Les derniers scandales miniers mettent en lumière le haut niveau de mauvaise gouvernance qui gangrène la Guinée – un paradoxe alors que le secteur minier fait vivre tout le reste, déjà fragile, de l’économie. Tandis que la junte au pouvoir s’emploie à présenter un visage rassurant aux investisseurs, la réalité de terrain est bien plus contrastée.

La junte promet d’assainir les finances publiques, mais les financements étrangers et les aides bilatérales pourraient se tarir. Dans les faits, elle impose des mesures coercitives et arbitraires aux entreprises étrangères, en particulier dans un secteur minier pourtant vital. À cela s’ajoute une corruption endémique : d’après une étude de Bpifrance (2024), « la faiblesse du cadre juridique, les lourdeurs administratives et la corruption continuent de peser sur le climat des affaires » – autant d’éléments propres à décourager les investisseurs.

Un secteur minier vérolé

La Guinée recèle de très grands gisements de bauxite et de fer. Ce pilier structurel de l’économie nationale attire d’importants capitaux étrangers. Doté d’un cadre légal solide depuis 2013, le secteur souffre pourtant de plus en plus de la mauvaise gouvernance. L’arrivée de la junte au pouvoir, en 2021, n’a rien changé.

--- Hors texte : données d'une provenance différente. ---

use crate::aggregator::AggregateMap;
use crate::roster::Roster;
use serde::{Deserialize, Serialize};
use std::collections::BTreeMap;

/// Portal listing row for one roster identity
#[derive(Debug, Clone, PartialEq, Serialize, Deserialize)]
pub struct UserSummary {
    pub name: String,
    pub status: String,
    pub days_completed: usize,
    /// Most recent day key, empty when the person never logged
    pub last_log_date: String,
    pub is_monitor: bool,
    /// Profile photo URL, empty when none was uploaded
    #[serde(default)]
    pub photo: String,
}

/// Aggregation bucket that does not belong to anyone on the roster
#[derive(Debug, Clone, PartialEq, Serialize, Deserialize)]
pub struct UnmatchedBucket {
    pub raw_name: String,
    pub days_completed: usize,
    pub last_log_date: String,
}

/// One summary per roster identity, in roster order
///
/// `photos` maps exact canonical names to photo URLs, see
/// [`Workbook::profile_photos`](crate::store::Workbook::profile_photos).
pub fn user_summaries(
    roster: &Roster,
    stats: &AggregateMap,
    photos: &BTreeMap<String, String>,
) -> Vec<UserSummary> {
    roster
        .identities()
        .iter()
        .map(|identity| {
            let s = stats.get(&identity.canonical_name);
            UserSummary {
                name: identity.canonical_name.clone(),
                status: identity.status.clone(),
                days_completed: s.map(|s| s.days_completed()).unwrap_or(0),
                last_log_date: s
                    .map(|s| s.most_recent_day_key().to_string())
                    .unwrap_or_default(),
                is_monitor: identity.is_monitor,
                photo: photos
                    .get(&identity.canonical_name)
                    .cloned()
                    .unwrap_or_default(),
            }
        })
        .collect()
}

/// Buckets keyed by names nobody on the roster owns, most active first
pub fn unmatched_buckets(roster: &Roster, stats: &AggregateMap) -> Vec<UnmatchedBucket> {
    let mut buckets: Vec<UnmatchedBucket> = stats
        .iter()
        .filter(|(name, _)| !roster.contains_name(name))
        .map(|(name, s)| UnmatchedBucket {
            raw_name: name.clone(),
            days_completed: s.days_completed(),
            last_log_date: s.most_recent_day_key().to_string(),
        })
        .collect();

    buckets.sort_by(|a, b| {
        b.days_completed
            .cmp(&a.days_completed)
            .then_with(|| a.raw_name.cmp(&b.raw_name))
    });
    buckets
}

/// Convert user summaries to CSV
///
/// Writes a header row followed by one line per summary. Fields containing
/// commas, quotes or newlines are quoted with inner quotes doubled.
///
/// # Examples
/// ```
/// use tracker::report::{UserSummary, to_csv};
///
/// let rows = vec![UserSummary {
///     name: "Jha, Shivam".to_string(),
///     status: "Active".to_string(),
///     days_completed: 3,
///     last_log_date: "2026-01-23".to_string(),
///     is_monitor: false,
///     photo: String::new(),
/// }];
/// let csv = to_csv(&rows);
/// assert!(csv.contains("\"Jha, Shivam\",Active,3,2026-01-23,false"));
/// ```
pub fn to_csv(summaries: &[UserSummary]) -> String {
    let mut csv_content = String::from("Name,Status,Days Completed,Last Log Date,Monitor\n");

    for s in summaries {
        let fields = [
            escape_csv(&s.name),
            escape_csv(&s.status),
            s.days_completed.to_string(),
            s.last_log_date.clone(),
            s.is_monitor.to_string(),
        ];
        csv_content.push_str(&fields.join(","));
        csv_content.push('\n');
    }

    csv_content
}

pub(crate) fn escape_csv(value: &str) -> String {
    if value.contains(',') || value.contains('"') || value.contains('\n') {
        format!("\"{}\"", value.replace('"', "\"\""))
    } else {
        value.to_string()
    }
}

Le cas emblématique reste le méga-gisement de fer de Simandou. Les contrats y ont été renégociés de façon opaque, sans réelle consultation des communautés locales, alors que la mine pourrait générer environ un milliard de dollars par an (un quart des recettes publiques actuelles, inférieures à quatre milliards). De quoi inquiéter le FMI, dont la Guinée sollicite pourtant le soutien.

Lorsque les discussions patinent, le gouvernement n’hésite pas à « tordre le bras » des investisseurs. La société State Power Investment Corp (SPIC) en a fait les frais : sous la menace de se voir retirer son permis, elle a dû lancer en mars 2025 la construction d’une raffinerie. Objectif affiché : maximiser la valeur ajoutée locale. Louable sur le papier – mais moins de la moitié de la population a accès à l’électricité, malgré le potentiel hydroélectrique le plus élevé de la région. Les entreprises se retrouvent donc souvent prises en otage de leurs propres investissements.

Une région en berne

Ces dérives provoquent la fuite des capitaux, accentuent l’isolement régional et accroissent le risque de crise. La junte s’était engagée à rétablir l’ordre constitutionnel en janvier 2025 ; ce retard la place sous la menace de sanctions de la CEDEAO. Si la situation diffère de celle des États de l’Alliance des États du Sahel (AES), la même pratique de mauvaise gouvernance inquiète les bailleurs : la CNUCED estime que les flux d’IDE vers les pays de l’AES ont plongé de 87 % en 2024.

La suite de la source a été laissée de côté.